Es una fiesta en la que alguien grita ‘¡ladrón!’ y sale todo el mundo a ver
quién es. Como si fuera lo más importante.”
“Bueno, pero
tampoco es cuestión de decir que no importa que haya robos al erario. Eso
también es un asunto serio. ¿O no?”, acoté.
“Es un asunto muy serio, pero en el mismo saco meten lo que es
verdad y lo que es inventado.”
“¿Y qué pasaba
en el país de su primera presidencia?”
“Que el país se nos puso grande. Que dejamos de ser
muchachos y nos dejaron sentarnos en la mesa con los adultos. Aunque no
supiéramos cómo comer con todos los cuchillos y tenedores y cucharas.”
“… Que
el país se nos puso grande...”
“Se convirtió
usted en el político más importante de Latinoamérica. Y además en el mundo no
era poca cosa que en todos los países lo recibieron como si fuera un rey”.

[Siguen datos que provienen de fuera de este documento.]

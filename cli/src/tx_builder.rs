//! Instruction builders for the prediction-market program
//!
//! Each builder returns the instructions for one command together with any
//! freshly generated keypairs that must co-sign. Program-side invariants (fee
//! bounds, reserve sufficiency) are not checked here; the program enforces
//! them and rejects the transaction on submission.

use crate::pda::{self, MarketAddresses};
use crate::state::MarketConfig;
use borsh::BorshSerialize;
use sha2::{Digest, Sha256};
use solana_sdk::{
    instruction::{AccountMeta, Instruction},
    pubkey::Pubkey,
    signature::{Keypair, Signer},
    system_program, sysvar,
};

pub fn instruction_discriminator(ix_name: &str) -> [u8; 8] {
    let mut h = Sha256::new();
    h.update(b"global:");
    h.update(ix_name.as_bytes());
    let out = h.finalize();
    let mut disc = [0u8; 8];
    disc.copy_from_slice(&out[..8]);
    disc
}

fn instruction_data<T: BorshSerialize>(ix_name: &str, args: &T) -> Vec<u8> {
    let mut data = instruction_discriminator(ix_name).to_vec();
    // Writing into a Vec cannot fail
    let _ = args.serialize(&mut data);
    data
}

/// Instructions plus the extra signers they need besides the fee payer
#[derive(Debug, Default)]
pub struct PendingTransaction {
    pub instructions: Vec<Instruction>,
    pub signers: Vec<Keypair>,
}

impl PendingTransaction {
    pub fn new(instructions: Vec<Instruction>) -> Self {
        Self {
            instructions,
            signers: Vec::new(),
        }
    }

    /// Append another builder's output, keeping instruction order
    pub fn merge(mut self, other: PendingTransaction) -> Self {
        self.instructions.extend(other.instructions);
        self.signers.extend(other.signers);
        self
    }
}

/// Buy or sell side of a swap
#[derive(Debug, Clone, Copy, PartialEq, Eq)]
#[repr(u8)]
pub enum SwapDirection {
    Buy = 0,
    Sell = 1,
}

/// Outcome token selector
#[derive(Debug, Clone, Copy, PartialEq, Eq)]
#[repr(u8)]
pub enum TokenType {
    No = 0,
    Yes = 1,
}

impl TryFrom<u8> for SwapDirection {
    type Error = String;

    fn try_from(v: u8) -> Result<Self, Self::Error> {
        match v {
            0 => Ok(Self::Buy),
            1 => Ok(Self::Sell),
            _ => Err(format!("invalid swap style {} (0: buy, 1: sell)", v)),
        }
    }
}

impl TryFrom<u8> for TokenType {
    type Error = String;

    fn try_from(v: u8) -> Result<Self, Self::Error> {
        match v {
            0 => Ok(Self::No),
            1 => Ok(Self::Yes),
            _ => Err(format!("invalid token type {} (0: no, 1: yes)", v)),
        }
    }
}

#[derive(BorshSerialize)]
struct MintNoTokenArgs {
    no_symbol: String,
    no_uri: String,
}

#[derive(BorshSerialize, Debug, Clone, PartialEq, Eq)]
pub struct CreateMarketParams {
    pub yes_symbol: String,
    pub yes_uri: String,
    pub start_slot: Option<u64>,
    pub ending_slot: Option<u64>,
}

#[derive(BorshSerialize)]
struct SwapArgs {
    amount: u64,
    direction: u8,
    token_type: u8,
    minimum_receive_amount: u64,
}

#[derive(BorshSerialize, Debug, Clone, Copy, PartialEq, Eq)]
pub struct ResolutionParams {
    pub yes_amount: u64,
    pub no_amount: u64,
    pub token_type: u8,
    pub is_completed: bool,
}

#[derive(BorshSerialize)]
struct AmountArgs {
    amount: u64,
}

#[derive(BorshSerialize)]
struct NominateArgs {
    new_admin: [u8; 32],
}

#[derive(BorshSerialize)]
struct NoArgs {}

/// Initialize or overwrite the global config. Payer must be the current authority
/// once the config exists.
pub fn configure(program_id: &Pubkey, payer: &Pubkey, new_config: &MarketConfig) -> PendingTransaction {
    let accounts = vec![
        AccountMeta::new(*payer, true),
        AccountMeta::new(pda::config_address(program_id), false),
        AccountMeta::new(pda::global_vault_address(program_id), false),
        AccountMeta::new_readonly(system_program::id(), false),
        AccountMeta::new_readonly(pda::TOKEN_PROGRAM_ID, false),
        AccountMeta::new_readonly(pda::ASSOCIATED_TOKEN_PROGRAM_ID, false),
    ];

    PendingTransaction::new(vec![Instruction {
        program_id: *program_id,
        accounts,
        data: instruction_data("configure", new_config),
    }])
}

/// Create the "no" outcome mint. Generates the mint keypair, which must co-sign.
pub fn mint_no_token(
    program_id: &Pubkey,
    creator: &Pubkey,
    no_symbol: &str,
    no_uri: &str,
) -> PendingTransaction {
    let no_token = Keypair::new();
    let ix = mint_no_token_instruction(program_id, creator, &no_token.pubkey(), no_symbol, no_uri);

    PendingTransaction {
        instructions: vec![ix],
        signers: vec![no_token],
    }
}

fn mint_no_token_instruction(
    program_id: &Pubkey,
    creator: &Pubkey,
    no_token: &Pubkey,
    no_symbol: &str,
    no_uri: &str,
) -> Instruction {
    let global_vault = pda::global_vault_address(program_id);

    let accounts = vec![
        AccountMeta::new(pda::config_address(program_id), false),
        AccountMeta::new(global_vault, false),
        AccountMeta::new(*creator, true),
        AccountMeta::new(*no_token, true),
        AccountMeta::new(pda::metadata_address(no_token), false),
        AccountMeta::new(pda::associated_token_address(&global_vault, no_token), false),
        AccountMeta::new_readonly(system_program::id(), false),
        AccountMeta::new_readonly(sysvar::rent::id(), false),
        AccountMeta::new_readonly(pda::TOKEN_PROGRAM_ID, false),
        AccountMeta::new_readonly(pda::ASSOCIATED_TOKEN_PROGRAM_ID, false),
        AccountMeta::new_readonly(pda::TOKEN_METADATA_PROGRAM_ID, false),
    ];

    let args = MintNoTokenArgs {
        no_symbol: no_symbol.to_string(),
        no_uri: no_uri.to_string(),
    };

    Instruction {
        program_id: *program_id,
        accounts,
        data: instruction_data("mint_no_token", &args),
    }
}

/// Create the "yes" mint and the market account for an existing "no" mint.
/// Generates the yes mint keypair, which must co-sign.
pub fn create_market(
    program_id: &Pubkey,
    creator: &Pubkey,
    team_wallet: &Pubkey,
    no_token: &Pubkey,
    params: &CreateMarketParams,
) -> PendingTransaction {
    let yes_token = Keypair::new();
    let yes = yes_token.pubkey();
    let addrs = MarketAddresses::derive(program_id, &yes, no_token);

    let accounts = vec![
        AccountMeta::new(addrs.config, false),
        AccountMeta::new(addrs.global_vault, false),
        AccountMeta::new(*creator, true),
        AccountMeta::new(yes, true),
        AccountMeta::new_readonly(*no_token, false),
        AccountMeta::new(addrs.market, false),
        AccountMeta::new(pda::metadata_address(&yes), false),
        AccountMeta::new(pda::metadata_address(no_token), false),
        AccountMeta::new(addrs.global_yes_ata, false),
        AccountMeta::new_readonly(system_program::id(), false),
        AccountMeta::new_readonly(sysvar::rent::id(), false),
        AccountMeta::new_readonly(pda::TOKEN_PROGRAM_ID, false),
        AccountMeta::new_readonly(pda::ASSOCIATED_TOKEN_PROGRAM_ID, false),
        AccountMeta::new_readonly(pda::TOKEN_METADATA_PROGRAM_ID, false),
        AccountMeta::new(*team_wallet, false),
    ];

    PendingTransaction {
        instructions: vec![Instruction {
            program_id: *program_id,
            accounts,
            data: instruction_data("create_market", params),
        }],
        signers: vec![yes_token],
    }
}

#[allow(clippy::too_many_arguments)]
pub fn swap(
    program_id: &Pubkey,
    user: &Pubkey,
    team_wallet: &Pubkey,
    yes_token: &Pubkey,
    no_token: &Pubkey,
    amount: u64,
    direction: SwapDirection,
    token_type: TokenType,
    minimum_receive_amount: u64,
) -> PendingTransaction {
    let addrs = MarketAddresses::derive(program_id, yes_token, no_token);

    let accounts = vec![
        AccountMeta::new(addrs.config, false),
        AccountMeta::new(*team_wallet, false),
        AccountMeta::new(addrs.market, false),
        AccountMeta::new(addrs.global_vault, false),
        AccountMeta::new_readonly(*yes_token, false),
        AccountMeta::new_readonly(*no_token, false),
        AccountMeta::new(addrs.global_yes_ata, false),
        AccountMeta::new(addrs.global_no_ata, false),
        AccountMeta::new(pda::associated_token_address(user, yes_token), false),
        AccountMeta::new(pda::associated_token_address(user, no_token), false),
        AccountMeta::new(pda::user_info_address(program_id, user, &addrs.market), false),
        AccountMeta::new(*user, true),
        AccountMeta::new_readonly(system_program::id(), false),
        AccountMeta::new_readonly(pda::TOKEN_PROGRAM_ID, false),
        AccountMeta::new_readonly(pda::ASSOCIATED_TOKEN_PROGRAM_ID, false),
    ];

    let args = SwapArgs {
        amount,
        direction: direction as u8,
        token_type: token_type as u8,
        minimum_receive_amount,
    };

    PendingTransaction::new(vec![Instruction {
        program_id: *program_id,
        accounts,
        data: instruction_data("swap", &args),
    }])
}

/// Settle a user's position. `authority` must be the config authority.
pub fn resolution(
    program_id: &Pubkey,
    authority: &Pubkey,
    user: &Pubkey,
    yes_token: &Pubkey,
    no_token: &Pubkey,
    params: &ResolutionParams,
) -> PendingTransaction {
    let addrs = MarketAddresses::derive(program_id, yes_token, no_token);

    let accounts = vec![
        AccountMeta::new(addrs.config, false),
        AccountMeta::new(addrs.market, false),
        AccountMeta::new(addrs.global_vault, false),
        AccountMeta::new_readonly(*yes_token, false),
        AccountMeta::new_readonly(*no_token, false),
        AccountMeta::new(pda::user_info_address(program_id, user, &addrs.market), false),
        AccountMeta::new(*user, false),
        AccountMeta::new(*authority, true),
        AccountMeta::new_readonly(system_program::id(), false),
        AccountMeta::new_readonly(pda::TOKEN_PROGRAM_ID, false),
        AccountMeta::new_readonly(pda::ASSOCIATED_TOKEN_PROGRAM_ID, false),
    ];

    PendingTransaction::new(vec![Instruction {
        program_id: *program_id,
        accounts,
        data: instruction_data("resolution", params),
    }])
}

/// Liquidity instructions share one account list
fn liquidity_instruction(
    ix_name: &str,
    program_id: &Pubkey,
    user: &Pubkey,
    team_wallet: &Pubkey,
    yes_token: &Pubkey,
    no_token: &Pubkey,
    amount: u64,
) -> Instruction {
    let addrs = MarketAddresses::derive(program_id, yes_token, no_token);

    let accounts = vec![
        AccountMeta::new(addrs.config, false),
        AccountMeta::new(*team_wallet, false),
        AccountMeta::new(addrs.market, false),
        AccountMeta::new(addrs.global_vault, false),
        AccountMeta::new_readonly(*yes_token, false),
        AccountMeta::new_readonly(*no_token, false),
        AccountMeta::new(pda::user_info_address(program_id, user, &addrs.market), false),
        AccountMeta::new(*user, true),
        AccountMeta::new_readonly(system_program::id(), false),
        AccountMeta::new_readonly(pda::TOKEN_PROGRAM_ID, false),
        AccountMeta::new_readonly(pda::ASSOCIATED_TOKEN_PROGRAM_ID, false),
    ];

    Instruction {
        program_id: *program_id,
        accounts,
        data: instruction_data(ix_name, &AmountArgs { amount }),
    }
}

pub fn add_liquidity(
    program_id: &Pubkey,
    user: &Pubkey,
    team_wallet: &Pubkey,
    yes_token: &Pubkey,
    no_token: &Pubkey,
    amount: u64,
) -> PendingTransaction {
    PendingTransaction::new(vec![liquidity_instruction(
        "add_liquidity",
        program_id,
        user,
        team_wallet,
        yes_token,
        no_token,
        amount,
    )])
}

pub fn withdraw_liquidity(
    program_id: &Pubkey,
    user: &Pubkey,
    team_wallet: &Pubkey,
    yes_token: &Pubkey,
    no_token: &Pubkey,
    amount: u64,
) -> PendingTransaction {
    PendingTransaction::new(vec![liquidity_instruction(
        "withdraw_liquidity",
        program_id,
        user,
        team_wallet,
        yes_token,
        no_token,
        amount,
    )])
}

/// First step of the authority handover
pub fn nominate_authority(program_id: &Pubkey, admin: &Pubkey, new_admin: &Pubkey) -> PendingTransaction {
    let accounts = vec![
        AccountMeta::new(*admin, true),
        AccountMeta::new(pda::config_address(program_id), false),
    ];
    let args = NominateArgs {
        new_admin: new_admin.to_bytes(),
    };

    PendingTransaction::new(vec![Instruction {
        program_id: *program_id,
        accounts,
        data: instruction_data("nominate_authority", &args),
    }])
}

/// Second step: the nominated key takes over
pub fn accept_authority(program_id: &Pubkey, new_admin: &Pubkey) -> PendingTransaction {
    let accounts = vec![
        AccountMeta::new(*new_admin, true),
        AccountMeta::new(pda::config_address(program_id), false),
    ];

    PendingTransaction::new(vec![Instruction {
        program_id: *program_id,
        accounts,
        data: instruction_data("accept_authority", &NoArgs {}),
    }])
}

“El amor y el interés fueron al campo un día… Si usted
supiera la de veces que algunos se burlaban de nosotros… Ahí vienen los
venezolanos, que se bajaron de los árboles y se montaron en las torres de petróleo…
Pero yo no iba a ceder… Sí logramos tener alianzas importantes.’’
“Con las
ofensas venían las recompensas, ¿no?”, dije.
“Mire usted, yo vi banqueros haciéndole reverencias a las
delegaciones. Luego fueron los mismos que venían a cobrar sacando dientes y
uñas”, respondió con cierto atisbo de rabia.
“…
yo vi banqueros haciéndole reverencias a las delegaciones…”
“Puedo
imaginarlo. A los ricos todos los querían de amigos, pero cuando las cuentas
empezaron a mostrar que el dinero escaseaba, los grandes amigos dejaron de
serlo.”
“Así es, así mismo fue.”
“¿Y el
populismo, Presidente? ¿No cree usted que tanto populismo mezclado con el
mesianismo del que le acusaron a la larga traería más dolores que beneficios?”,
me arriesgué a preguntarle.
“¿Y la deuda social? ¿Cómo se le explica a millones que el
dinero nos entra a cántaros pero en el pueblo se vive igual? Había que subir
los sueldos y lograr pleno empleo. Y lo logramos.”
“¿Cómo
se le explica a millones que el dinero nos entra a cántaros pero en el pueblo
se vive igual?”
“Me interesa
preguntarle por qué cree que luego de usted no ganó el candidato de su partido.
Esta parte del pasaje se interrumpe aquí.